**THE RECORDS**

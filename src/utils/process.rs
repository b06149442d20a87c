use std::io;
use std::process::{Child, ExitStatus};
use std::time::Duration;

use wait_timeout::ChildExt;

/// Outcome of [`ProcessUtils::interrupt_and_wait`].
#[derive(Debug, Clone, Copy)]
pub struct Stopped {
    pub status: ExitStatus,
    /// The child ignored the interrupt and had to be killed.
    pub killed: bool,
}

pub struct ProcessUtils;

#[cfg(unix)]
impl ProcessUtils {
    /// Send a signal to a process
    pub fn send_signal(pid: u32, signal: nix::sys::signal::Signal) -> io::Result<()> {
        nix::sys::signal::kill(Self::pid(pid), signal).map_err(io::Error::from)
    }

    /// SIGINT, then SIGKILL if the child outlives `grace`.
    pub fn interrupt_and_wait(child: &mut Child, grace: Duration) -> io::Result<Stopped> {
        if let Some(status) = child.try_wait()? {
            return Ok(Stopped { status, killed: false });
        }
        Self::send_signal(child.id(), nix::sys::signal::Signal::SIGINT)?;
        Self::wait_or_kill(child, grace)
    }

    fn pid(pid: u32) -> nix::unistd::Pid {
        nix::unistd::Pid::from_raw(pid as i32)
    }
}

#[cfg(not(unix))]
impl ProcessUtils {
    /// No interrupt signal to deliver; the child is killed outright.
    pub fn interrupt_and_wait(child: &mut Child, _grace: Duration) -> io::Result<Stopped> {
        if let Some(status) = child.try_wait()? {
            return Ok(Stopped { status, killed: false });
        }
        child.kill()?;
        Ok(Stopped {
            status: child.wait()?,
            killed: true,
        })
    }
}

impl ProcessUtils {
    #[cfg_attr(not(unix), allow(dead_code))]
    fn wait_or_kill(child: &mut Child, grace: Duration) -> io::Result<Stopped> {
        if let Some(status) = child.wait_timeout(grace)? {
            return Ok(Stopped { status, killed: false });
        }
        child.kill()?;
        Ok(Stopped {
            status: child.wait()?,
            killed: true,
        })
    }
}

**WORK REQUEST**
Respond with a number only: how many lines in the material contain the string "Duration"?

**ANSWER FOR THIS EXERCISE**
4